CoreStates’ Investment Management Process
The foundation of CoreStates’ investment management process is broad diversification – among the multitude of financial and real assets from domestic and foreign issuers, each of which may be owned on a long or a short basis, and managed with traditional or alternative investment strategies.
But, broad diversification is just the beginning. We follow that with effective portfolio construction – setting target allocations among the many asset classes and investment styles that, based their history and reasonable expectations for the future, should temper investment risk and thereby protect our clients’ current lifestyles.
After the target allocations are established, we implement them with prudent asset selection – seeking stocks, bonds, other financial and “hard” assets, as well as managed accounts, that accurately represent their asset class or style and that appear to have a high probability of performing well over the long-term. The primary goal here is to earn returns that will at least maintain purchasing power in the years ahead, the ultimate goal being to preserve our clients’ legacies.
To succeed with this approach requires discipline, patience, and a long-term view – attributes that don’t come easily, but that can be attained by most investors, especially with the ongoing guidance of a professional financial advisor. Unlike the typical investment program, success with the CoreStates approach does not depend upon predicting the future – a capability no one can do with consistency whether they are an investor, an advisor, or a market pundit. Market timing is not part of the CoreStates investment management process. We do not expect to evade market declines or significantly enhance our clients’ long-term returns by making short-term moves among asset classes based on economic or market forecasts – ours or anyone else’s.

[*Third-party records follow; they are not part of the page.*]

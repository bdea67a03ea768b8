use std::collections::HashSet;
use std::fmt;
use std::str::FromStr;

use once_cell::sync::Lazy;
use serde::{Serialize, Serializer};

use crate::error::{OddsError, OddsResult};

pub const RANKS_STR: &str = "23456789TJQKA";
pub const SUITS_STR: &str = "shdc";
pub const UNKNOWN_CARD: &str = "?";

#[derive(Debug, Clone, Copy, PartialEq, Eq, PartialOrd, Ord, Hash)]
pub enum Rank {
    Two = 2,
    Three = 3,
    Four = 4,
    Five = 5,
    Six = 6,
    Seven = 7,
    Eight = 8,
    Nine = 9,
    Ten = 10,
    Jack = 11,
    Queen = 12,
    King = 13,
    Ace = 14,
}

impl Rank {
    pub fn from_char(c: char) -> OddsResult<Rank> {
        match c {
            '2' => Ok(Rank::Two),
            '3' => Ok(Rank::Three),
            '4' => Ok(Rank::Four),
            '5' => Ok(Rank::Five),
            '6' => Ok(Rank::Six),
            '7' => Ok(Rank::Seven),
            '8' => Ok(Rank::Eight),
            '9' => Ok(Rank::Nine),
            'T' => Ok(Rank::Ten),
            'J' => Ok(Rank::Jack),
            'Q' => Ok(Rank::Queen),
            'K' => Ok(Rank::King),
            'A' => Ok(Rank::Ace),
            _ => Err(OddsError::InvalidRank(c)),
        }
    }

    pub fn to_char(self) -> char {
        match self {
            Rank::Two => '2',
            Rank::Three => '3',
            Rank::Four => '4',
            Rank::Five => '5',
            Rank::Six => '6',
            Rank::Seven => '7',
            Rank::Eight => '8',
            Rank::Nine => '9',
            Rank::Ten => 'T',
            Rank::Jack => 'J',
            Rank::Queen => 'Q',
            Rank::King => 'K',
            Rank::Ace => 'A',
        }
    }

    /// Ordinal value, 2 through 14.
    pub fn value(self) -> u8 {
        self as u8
    }

    /// Histogram bucket, 0 (deuce) through 12 (ace).
    pub fn index(self) -> usize {
        self as usize - 2
    }
}

pub const ALL_RANKS: [Rank; 13] = [
    Rank::Two,
    Rank::Three,
    Rank::Four,
    Rank::Five,
    Rank::Six,
    Rank::Seven,
    Rank::Eight,
    Rank::Nine,
    Rank::Ten,
    Rank::Jack,
    Rank::Queen,
    Rank::King,
    Rank::Ace,
];

#[derive(Debug, Clone, Copy, PartialEq, Eq, PartialOrd, Ord, Hash)]
pub enum Suit {
    Spades,
    Hearts,
    Diamonds,
    Clubs,
}

impl Suit {
    pub fn from_char(c: char) -> OddsResult<Suit> {
        match c.to_ascii_lowercase() {
            's' => Ok(Suit::Spades),
            'h' => Ok(Suit::Hearts),
            'd' => Ok(Suit::Diamonds),
            'c' => Ok(Suit::Clubs),
            _ => Err(OddsError::InvalidSuit(c)),
        }
    }

    pub fn to_char(self) -> char {
        match self {
            Suit::Spades => 's',
            Suit::Hearts => 'h',
            Suit::Diamonds => 'd',
            Suit::Clubs => 'c',
        }
    }

    pub fn symbol(self) -> &'static str {
        match self {
            Suit::Spades => "\u{2660}",
            Suit::Hearts => "\u{2665}",
            Suit::Diamonds => "\u{2666}",
            Suit::Clubs => "\u{2663}",
        }
    }

    pub fn index(self) -> usize {
        self as usize
    }
}

pub const ALL_SUITS: [Suit; 4] = [Suit::Spades, Suit::Hearts, Suit::Diamonds, Suit::Clubs];

#[derive(Debug, Clone, Copy, PartialEq, Eq, PartialOrd, Ord, Hash)]
pub struct Card {
    pub rank: Rank,
    pub suit: Suit,
}

impl Card {
    pub fn new(rank: Rank, suit: Suit) -> Card {
        Card { rank, suit }
    }

    pub fn value(&self) -> u8 {
        self.rank.value()
    }

    /// Unique slot in 0..52, used for bitmask bookkeeping.
    pub fn index(&self) -> usize {
        self.rank.index() * 4 + self.suit.index()
    }

    pub fn bit(&self) -> u64 {
        1u64 << self.index()
    }

    pub fn pretty(&self) -> String {
        format!("{}{}", self.rank.to_char(), self.suit.symbol())
    }
}

impl fmt::Display for Card {
    fn fmt(&self, f: &mut fmt::Formatter<'_>) -> fmt::Result {
        write!(f, "{}{}", self.rank.to_char(), self.suit.to_char())
    }
}

impl FromStr for Card {
    type Err = OddsError;

    fn from_str(s: &str) -> OddsResult<Card> {
        parse_card(s)
    }
}

impl Serialize for Card {
    fn serialize<S: Serializer>(&self, serializer: S) -> Result<S::Ok, S::Error> {
        serializer.collect_str(self)
    }
}

static FULL_DECK: Lazy<Vec<Card>> = Lazy::new(|| {
    ALL_RANKS
        .iter()
        .flat_map(|&r| ALL_SUITS.iter().map(move |&s| Card::new(r, s)))
        .collect()
});

pub fn full_deck() -> &'static [Card] {
    &FULL_DECK
}

/// Bitmask of `cards`, or the first card that appears twice.
pub fn card_mask(cards: &[Card]) -> Result<u64, Card> {
    let mut mask = 0u64;
    for card in cards {
        if mask & card.bit() != 0 {
            return Err(*card);
        }
        mask |= card.bit();
    }
    Ok(mask)
}

#[derive(Debug, Clone, PartialEq, Eq)]
pub struct Deck {
    pub cards: Vec<Card>,
}

impl Deck {
    pub fn full() -> Deck {
        Deck {
            cards: FULL_DECK.clone(),
        }
    }

    /// The 52-card universe minus `excluded`.
    pub fn remaining(excluded: &[Card]) -> OddsResult<Deck> {
        let mut seen = HashSet::with_capacity(excluded.len());
        for &card in excluded {
            if !seen.insert(card) {
                return Err(OddsError::DuplicateCard(card));
            }
        }
        let cards = FULL_DECK
            .iter()
            .copied()
            .filter(|c| !seen.contains(c))
            .collect();
        Ok(Deck { cards })
    }

    /// A copy of this deck with the two cards of `pair` taken out.
    pub fn without(&self, pair: (Card, Card)) -> Deck {
        let cards = self
            .cards
            .iter()
            .copied()
            .filter(|&c| c != pair.0 && c != pair.1)
            .collect();
        Deck { cards }
    }

    pub fn contains(&self, card: &Card) -> bool {
        self.cards.contains(card)
    }

    pub fn len(&self) -> usize {
        self.cards.len()
    }

    pub fn is_empty(&self) -> bool {
        self.cards.is_empty()
    }
}

/// A player's pocket cards. `Unknown` stands for a hidden hand that gets
/// enumerated over every pair still in the deck.
#[derive(Debug, Clone, Copy, PartialEq, Eq)]
pub enum HolePair {
    Known(Card, Card),
    Unknown,
}

impl HolePair {
    pub fn cards(&self) -> Option<(Card, Card)> {
        match *self {
            HolePair::Known(a, b) => Some((a, b)),
            HolePair::Unknown => None,
        }
    }

    pub fn is_unknown(&self) -> bool {
        matches!(self, HolePair::Unknown)
    }
}

impl fmt::Display for HolePair {
    fn fmt(&self, f: &mut fmt::Formatter<'_>) -> fmt::Result {
        match self {
            HolePair::Known(a, b) => write!(f, "{}{}", a, b),
            HolePair::Unknown => write!(f, "??"),
        }
    }
}

pub fn parse_card(notation: &str) -> OddsResult<Card> {
    let notation = notation.trim();
    let chars: Vec<char> = notation.chars().collect();
    if chars.len() != 2 {
        return Err(OddsError::InvalidCardFormat(notation.to_string()));
    }
    let rank = Rank::from_char(chars[0].to_ascii_uppercase())
        .map_err(|_| OddsError::InvalidCardFormat(notation.to_string()))?;
    let suit = Suit::from_char(chars[1])
        .map_err(|_| OddsError::InvalidCardFormat(notation.to_string()))?;
    Ok(Card::new(rank, suit))
}

/// Parses a run of 2-character codes, with or without separators: "AsKd5c",
/// "As Kd 5c" or "As,Kd,5c".
pub fn parse_board(notation: &str) -> OddsResult<Vec<Card>> {
    let notation = notation.trim().replace([' ', ','], "");
    let chars: Vec<char> = notation.chars().collect();
    if chars.len() % 2 != 0 {
        return Err(OddsError::InvalidCardFormat(notation));
    }
    chars
        .chunks(2)
        .map(|pair| parse_card(&pair.iter().collect::<String>()))
        .collect()
}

It simply can’t be done, and we refuse to claim otherwise just to attract wishful clients.
CoreStates’ investment management process reflects our belief – strongly supported by history – that diversified investments in sound, growing economies provide long-term returns that handily exceed inflation. There may come a time, however, when we begin to question this belief. We may wonder if our long-term goal to protect-and-preserve might warrant more of a preserve-to-survive approach. Near-term risks may appear so great that our clients’ long-term investment success could be permanently jeopardized.

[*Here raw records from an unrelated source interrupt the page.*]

//! Turns raw card tokens into validated hands and a board.
//!
//! Hands are given as a flat list of card codes, two per player, where `?`
//! marks an unknown card. Unknown cards must come in pairs and only one player
//! may be unknown. A token may also hold several cards (`AsKs`, `??`).

use crate::cards::{card_mask, parse_card, Card, HolePair, UNKNOWN_CARD};
use crate::error::{OddsError, OddsResult};

#[derive(Debug, Clone, PartialEq, Eq)]
pub struct Scenario {
    pub hands: Vec<HolePair>,
    pub board: Vec<Card>,
}

/// Splits run-together tokens (`AsKs`, `Js3cQs`, `??`) into single codes.
fn card_tokens<S: AsRef<str>>(tokens: &[S]) -> Vec<String> {
    tokens
        .iter()
        .flat_map(|t| {
            let chars: Vec<char> = t
                .as_ref()
                .chars()
                .filter(|c| !c.is_whitespace() && *c != ',')
                .collect();
            if chars.iter().all(|&c| c == '?') {
                chars.iter().map(|c| c.to_string()).collect()
            } else if chars.len() > 2 && chars.len() % 2 == 0 {
                chars.chunks(2).map(|p| p.iter().collect::<String>()).collect()
            } else {
                vec![chars.iter().collect::<String>()]
            }
        })
        .collect()
}

fn parse_slot(token: &str) -> OddsResult<Option<Card>> {
    if token == UNKNOWN_CARD {
        Ok(None)
    } else {
        parse_card(token).map(Some)
    }
}

pub fn parse_hands<S: AsRef<str>>(tokens: &[S]) -> OddsResult<Vec<HolePair>> {
    let tokens = card_tokens(tokens);
    if tokens.is_empty() {
        return Err(OddsError::NotEnoughPlayers);
    }
    if tokens.len() % 2 != 0 {
        return Err(OddsError::InvalidHoleCardCount {
            player: tokens.len() / 2,
        });
    }

    let mut hands = Vec::with_capacity(tokens.len() / 2);
    for (player, pair) in tokens.chunks(2).enumerate() {
        let hand = match (parse_slot(&pair[0])?, parse_slot(&pair[1])?) {
            (Some(a), Some(b)) => HolePair::Known(a, b),
            (None, None) => HolePair::Unknown,
            _ => return Err(OddsError::InvalidHoleCardCount { player }),
        };
        hands.push(hand);
    }

    let unknown = hands.iter().filter(|h| h.is_unknown()).count();
    if unknown > 1 {
        return Err(OddsError::MultipleUnknownHands(unknown));
    }
    Ok(hands)
}

pub fn parse_board_tokens<S: AsRef<str>>(tokens: &[S]) -> OddsResult<Vec<Card>> {
    let board = card_tokens(tokens)
        .iter()
        .map(|t| parse_card(t))
        .collect::<OddsResult<Vec<Card>>>()?;
    match board.len() {
        0 | 3 | 4 | 5 => Ok(board),
        n => Err(OddsError::InvalidBoardLength(n)),
    }
}

impl Scenario {
    pub fn parse<H: AsRef<str>, B: AsRef<str>>(hand_tokens: &[H], board_tokens: &[B]) -> OddsResult<Scenario> {
        let hands = parse_hands(hand_tokens)?;
        let board = parse_board_tokens(board_tokens)?;

        let mut dealt: Vec<Card> = hands
            .iter()
            .filter_map(HolePair::cards)
            .flat_map(|(a, b)| [a, b])
            .collect();
        dealt.extend_from_slice(&board);
        card_mask(&dealt).map_err(OddsError::DuplicateCard)?;

        Ok(Scenario { hands, board })
    }
}
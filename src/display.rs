use colored::Colorize;
use comfy_table::{Cell, CellAlignment, ContentArrangement, Table};

use crate::cards::{Card, Suit};
use crate::report::{CategoryOdds, OddsReport, PlayerOdds};

/// Horizontal bar for a percentage in 0..=100.
pub fn equity_bar(pct: f64, width: usize) -> String {
    let filled = ((pct / 100.0) * width as f64).round().clamp(0.0, width as f64) as usize;
    let bar: String = "\u{2588}".repeat(filled) + &"\u{2591}".repeat(width - filled);
    let label = format!("{:.2}%", pct);

    if pct >= 60.0 {
        format!("{} {}", bar.green(), label)
    } else if pct >= 40.0 {
        format!("{} {}", bar.yellow(), label)
    } else {
        format!("{} {}", bar.red(), label)
    }
}

pub fn board_display(cards: &[Card]) -> String {
    if cards.is_empty() {
        return "(none)".dimmed().to_string();
    }
    cards
        .iter()
        .map(|card| {
            let text = card.pretty();
            match card.suit {
                Suit::Spades => text.white().to_string(),
                Suit::Hearts => text.red().to_string(),
                Suit::Diamonds => text.blue().to_string(),
                Suit::Clubs => text.green().to_string(),
            }
        })
        .collect::<Vec<_>>()
        .join(" ")
}

pub fn outcome_table(players: &[PlayerOdds]) -> String {
    let mut table = Table::new();
    table.set_content_arrangement(ContentArrangement::Dynamic);
    table.set_header(vec![
        Cell::new("Hand"),
        Cell::new("Win").set_alignment(CellAlignment::Right),
        Cell::new("Tie").set_alignment(CellAlignment::Right),
        Cell::new("Lose").set_alignment(CellAlignment::Right),
        Cell::new("Equity").set_alignment(CellAlignment::Right),
    ]);

    for player in players {
        table.add_row(vec![
            Cell::new(player.hand.bold().to_string()),
            Cell::new(format!("{:.2}%", player.odds.win)).set_alignment(CellAlignment::Right),
            Cell::new(format!("{:.2}%", player.odds.tie)).set_alignment(CellAlignment::Right),
            Cell::new(format!("{:.2}%", player.odds.lose)).set_alignment(CellAlignment::Right),
            Cell::new(format!("{:.2}%", player.odds.equity()).bold().to_string())
                .set_alignment(CellAlignment::Right),
        ]);
    }

    table.to_string()
}

pub fn category_table(hand: &str, hand_odds: &[CategoryOdds]) -> String {
    let mut table = Table::new();
    table.set_content_arrangement(ContentArrangement::Dynamic);
    table.set_header(vec![
        Cell::new(hand.bold().to_string()),
        Cell::new("Probability").set_alignment(CellAlignment::Right),
    ]);

    for entry in hand_odds {
        let pct = format!("{:.2}%", entry.probability);
        let pct = if entry.probability > 0.0 {
            pct
        } else {
            pct.dimmed().to_string()
        };
        table.add_row(vec![
            Cell::new(entry.category.to_string()),
            Cell::new(pct).set_alignment(CellAlignment::Right),
        ]);
    }

    table.to_string()
}

pub fn print_report(report: &OddsReport) {
    println!();
    println!("  {} {}", "Board:".bold(), board_display(&report.board));
    println!("  {} {}", "Trials:".bold(), report.trials);
    println!();

    for player in &report.players {
        println!("  {:<6} {}", player.hand, equity_bar(player.odds.equity(), 30));
    }
    println!();
    println!("{}", outcome_table(&report.players));

    for player in &report.players {
        println!();
        println!("{}", category_table(&player.hand, &player.hand_odds));
    }
    println!();
}

pub fn print_error(msg: &str) {
    eprintln!("{} {}", "Error:".red().bold(), msg);
}
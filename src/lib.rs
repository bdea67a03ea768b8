pub mod cards;
pub mod cli;
pub mod display;
pub mod enumeration;
pub mod error;
pub mod hand_evaluator;
pub mod input;
pub mod report;
pub mod simulation;

pub use cards::{parse_board, parse_card, Card, Deck, HolePair, Rank, Suit};
pub use enumeration::{BoardStrategy, Enumeration};
pub use error::{OddsError, OddsResult};
pub use hand_evaluator::{evaluate_cards, evaluate_hand, BoardSummary, HandCategory, HandStrength};
pub use report::{Equity, OddsReport};
pub use simulation::{calculate_odds, simulate, SimulationConfig, Tally};
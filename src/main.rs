use holdem_odds::cli;

fn main() {
    env_logger::Builder::from_env(env_logger::Env::default().default_filter_or("warn")).init();
    cli::run();
}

Such perceptions would probably arise from what is today a totally unknown source. Or, it might be just a more extreme instance of something we’ve seen before like . . . An imminent natural disaster, perhaps a tidal wave or a large meteor approaching Earth, An approaching man-made disaster such as a terrorist act that severely impairs critical infrastructure, or nuclear war, A broad-based inflationary bubble that threatens to dwarf those we’ve seen in narrow sectors of the economy when excessive consumer and investor optimism is fed by overly generous lenders, or A developing deflationary collapse that might be ignited by untimely fiscal and monetary restraint and fueled by excessive consumer and investor fears.

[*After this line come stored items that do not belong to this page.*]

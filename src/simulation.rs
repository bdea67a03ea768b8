use std::cmp::Ordering;
use std::num::NonZeroUsize;
use std::ops::{AddAssign, Index, IndexMut};
use std::time::Instant;

use itertools::Itertools;
use rand::rngs::StdRng;
use rand::SeedableRng;
use rayon::prelude::*;
use rayon::ThreadPoolBuilder;
use serde::Serialize;

use crate::cards::{Card, HolePair};
use crate::enumeration::{complete_board, Enumeration, Shard, BOARD_SIZE};
use crate::error::{OddsError, OddsResult};
use crate::hand_evaluator::{BoardSummary, HandCategory, HandStrength, ALL_CATEGORIES};
use crate::report::OddsReport;

/// Boards sampled per run (or per candidate opponent hand) when the board is
/// empty.
pub const DEFAULT_SIMULATIONS: usize = 200;

#[derive(Debug, Clone, Copy, PartialEq, Eq)]
pub struct SimulationConfig {
    pub simulations: usize,
    pub workers: usize,
    /// Fixes the random boards; worker `i` draws from `seed + i`.
    pub seed: Option<u64>,
}

impl SimulationConfig {
    pub fn new(simulations: usize, workers: usize) -> Self {
        SimulationConfig {
            simulations,
            workers,
            seed: None,
        }
    }

    pub fn with_seed(mut self, seed: u64) -> Self {
        self.seed = Some(seed);
        self
    }

    pub fn validate(&self) -> OddsResult<()> {
        if self.simulations == 0 {
            return Err(OddsError::InvalidSimulationCount);
        }
        if self.workers == 0 {
            return Err(OddsError::InvalidWorkerCount);
        }
        Ok(())
    }
}

impl Default for SimulationConfig {
    fn default() -> Self {
        SimulationConfig::new(DEFAULT_SIMULATIONS, default_workers())
    }
}

pub fn default_workers() -> usize {
    std::thread::available_parallelism()
        .map(NonZeroUsize::get)
        .unwrap_or(1)
}

/// How often each hand category came up for one player.
#[derive(Debug, Clone, Copy, Default, PartialEq, Eq, Serialize)]
pub struct CategoryCounts([u64; 9]);

impl CategoryCounts {
    pub fn total(&self) -> u64 {
        self.0.iter().sum()
    }

    pub fn iter(&self) -> impl Iterator<Item = (HandCategory, u64)> + '_ {
        ALL_CATEGORIES.iter().map(move |&c| (c, self[c]))
    }
}

impl Index<HandCategory> for CategoryCounts {
    type Output = u64;

    fn index(&self, category: HandCategory) -> &u64 {
        &self.0[category.index()]
    }
}

impl IndexMut<HandCategory> for CategoryCounts {
    fn index_mut(&mut self, category: HandCategory) -> &mut u64 {
        &mut self.0[category.index()]
    }
}

impl AddAssign for CategoryCounts {
    fn add_assign(&mut self, rhs: Self) {
        for (a, b) in self.0.iter_mut().zip(rhs.0) {
            *a += b;
        }
    }
}

#[derive(Debug, Clone, Copy, PartialEq, Eq)]
pub enum Showdown {
    Winner(usize),
    Tie,
}

/// Outcome of one trial: a unique best key wins, an exact tie at the top
/// is a tie. `None` with no players.
pub fn showdown<I>(strengths: I) -> Option<Showdown>
where
    I: IntoIterator<Item = HandStrength>,
{
    let mut best: Option<(HandStrength, usize)> = None;
    let mut tied = false;
    for (seat, strength) in strengths.into_iter().enumerate() {
        match best {
            None => best = Some((strength, seat)),
            Some((top, _)) => match strength.cmp(&top) {
                Ordering::Greater => {
                    best = Some((strength, seat));
                    tied = false;
                }
                Ordering::Equal => tied = true,
                Ordering::Less => {}
            },
        }
    }
    best.map(|(_, seat)| if tied { Showdown::Tie } else { Showdown::Winner(seat) })
}

/// Counters owned by a single worker for the whole run.
#[derive(Debug, Clone, PartialEq, Eq)]
pub struct Tally {
    wins: Vec<u64>,
    ties: u64,
    categories: Vec<CategoryCounts>,
    trials: u64,
}

impl Tally {
    pub fn new(num_players: usize) -> Self {
        Tally {
            wins: vec![0; num_players],
            ties: 0,
            categories: vec![CategoryCounts::default(); num_players],
            trials: 0,
        }
    }

    pub fn num_players(&self) -> usize {
        self.wins.len()
    }

    pub fn wins(&self, seat: usize) -> u64 {
        self.wins[seat]
    }

    pub fn ties(&self) -> u64 {
        self.ties
    }

    pub fn categories(&self, seat: usize) -> &CategoryCounts {
        &self.categories[seat]
    }

    pub fn trials(&self) -> u64 {
        self.trials
    }

    fn record(&mut self, outcome: Showdown) {
        match outcome {
            Showdown::Winner(seat) => self.wins[seat] += 1,
            Showdown::Tie => self.ties += 1,
        }
        self.trials += 1;
    }
}

impl AddAssign for Tally {
    fn add_assign(&mut self, rhs: Self) {
        for (a, b) in self.wins.iter_mut().zip(rhs.wins) {
            *a += b;
        }
        for (a, b) in self.categories.iter_mut().zip(rhs.categories) {
            *a += b;
        }
        self.ties += rhs.ties;
        self.trials += rhs.trials;
    }
}

/// One complete deal: five board cards and every player's pocket.
#[derive(Debug, Clone, Copy)]
pub struct Trial<'a> {
    board: [Card; BOARD_SIZE],
    hands: &'a [(Card, Card)],
}

impl<'a> Trial<'a> {
    pub fn new(board: [Card; BOARD_SIZE], hands: &'a [(Card, Card)]) -> OddsResult<Self> {
        let mut seen = 0u64;
        for card in board.iter().chain(hands.iter().flat_map(|(a, b)| [a, b])) {
            if seen & card.bit() != 0 {
                return Err(OddsError::InternalInvariantViolation(format!(
                    "{} dealt twice",
                    card
                )));
            }
            seen |= card.bit();
        }
        Ok(Trial { board, hands })
    }

    pub fn board(&self) -> &[Card; BOARD_SIZE] {
        &self.board
    }

    /// Evaluates every hand against the shared board summary and books the
    /// result into `tally`.
    pub fn play(&self, tally: &mut Tally) {
        let summary = BoardSummary::new(&self.board);
        let categories = &mut tally.categories;
        let outcome = showdown(self.hands.iter().enumerate().map(|(seat, &hole)| {
            let strength = summary.evaluate(hole);
            categories[seat][strength.category] += 1;
            strength
        }));
        if let Some(outcome) = outcome {
            tally.record(outcome);
        }
    }
}

fn worker_rng(seed: Option<u64>, index: usize) -> StdRng {
    match seed {
        Some(seed) => StdRng::seed_from_u64(seed.wrapping_add(index as u64)),
        None => StdRng::from_entropy(),
    }
}

fn play_draw(given: &[Card], drawn: &[Card], hands: &[(Card, Card)], tally: &mut Tally) -> OddsResult<()> {
    let board = complete_board(given, drawn)?;
    Trial::new(board, hands)?.play(tally);
    Ok(())
}

fn seated(enumeration: &Enumeration, candidate: Option<(Card, Card)>) -> OddsResult<Vec<(Card, Card)>> {
    enumeration.seat(candidate).ok_or_else(|| {
        OddsError::InternalInvariantViolation("a seat has no cards".to_string())
    })
}

/// Runs one worker's shard to completion.
fn run_worker(enumeration: &Enumeration, config: &SimulationConfig, shard: Shard) -> OddsResult<Tally> {
    let mut tally = Tally::new(enumeration.num_players());
    let mut rng = worker_rng(config.seed, shard.index);
    let strategy = enumeration.strategy();
    let given = enumeration.board();

    match enumeration.unknown_seat() {
        Some(_) => {
            for candidate in enumeration.opponent_pairs(shard) {
                let hands = seated(enumeration, Some(candidate))?;
                let deck = enumeration.deck().without(candidate);
                for drawn in strategy.draws(&deck.cards, Shard::whole(), &mut rng) {
                    play_draw(given, &drawn, &hands, &mut tally)?;
                }
            }
        }
        None => {
            let hands = seated(enumeration, None)?;
            for drawn in strategy.draws(&enumeration.deck().cards, shard, &mut rng) {
                play_draw(given, &drawn, &hands, &mut tally)?;
            }
        }
    }

    log::debug!("worker {:<3} finished {} trials", shard.index, tally.trials);
    Ok(tally)
}

/// Runs every trial of `enumeration` on a pool of `config.workers` threads
/// and sums the per-worker tallies.
pub fn simulate(enumeration: &Enumeration, config: &SimulationConfig) -> OddsResult<Tally> {
    config.validate()?;
    let expected = enumeration.trial_count();
    log::info!(
        "{} players, board [{}], {}, {} trials on {} workers",
        enumeration.num_players(),
        enumeration.board().iter().join(" "),
        enumeration.strategy(),
        expected,
        config.workers,
    );

    let start = Instant::now();
    let pool = ThreadPoolBuilder::new().num_threads(config.workers).build()?;
    let tallies: Vec<Tally> = pool.install(|| {
        (0..config.workers)
            .into_par_iter()
            .map(|index| run_worker(enumeration, config, Shard::new(index, config.workers)))
            .collect::<OddsResult<Vec<Tally>>>()
    })?;

    let mut total = Tally::new(enumeration.num_players());
    for tally in tallies {
        total += tally;
    }

    if total.trials != expected {
        return Err(OddsError::InternalInvariantViolation(format!(
            "ran {} trials, expected {}",
            total.trials, expected
        )));
    }
    log::info!(
        "finished {} trials in {:.3}s",
        total.trials,
        start.elapsed().as_secs_f64()
    );
    Ok(total)
}

/// Validates the hands and board, runs the simulation and summarizes it.
pub fn calculate_odds(hands: &[HolePair], board: &[Card], config: &SimulationConfig) -> OddsResult<OddsReport> {
    config.validate()?;
    let enumeration = Enumeration::new(hands, board, config.simulations)?;
    let tally = simulate(&enumeration, config)?;
    OddsReport::from_tally(hands, board, &tally)
}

If the CoreStates Investment Committee* believes such a situation is developing, we know what we will do. Contingency plans are in place to implement a process of liquidations, hedging, and other techniques that we expect will at least moderate the declines in value, and that should allow us to position our clients’ portfolios to participate in the eventual cyclical recovery.
Much as we would like to, we don’t expect to be able to foresee and counter all serious threats that may arise in the years ahead. But, nor do we intend to blindly proceed with “business as usual” in the face of potentially devastating threats to our clients’ lifestyles and legacies. We are here to protect and preserve, and will do all we can to preserve to survive should it ever appear necessary.
* The CoreStates Investment Committee meets weekly (more often when deemed necessary) for the purpose of reviewing recent investment activities and status of accounts, appraising economic and market dynamics, and establishing investment strategies and tactics for the week ahead.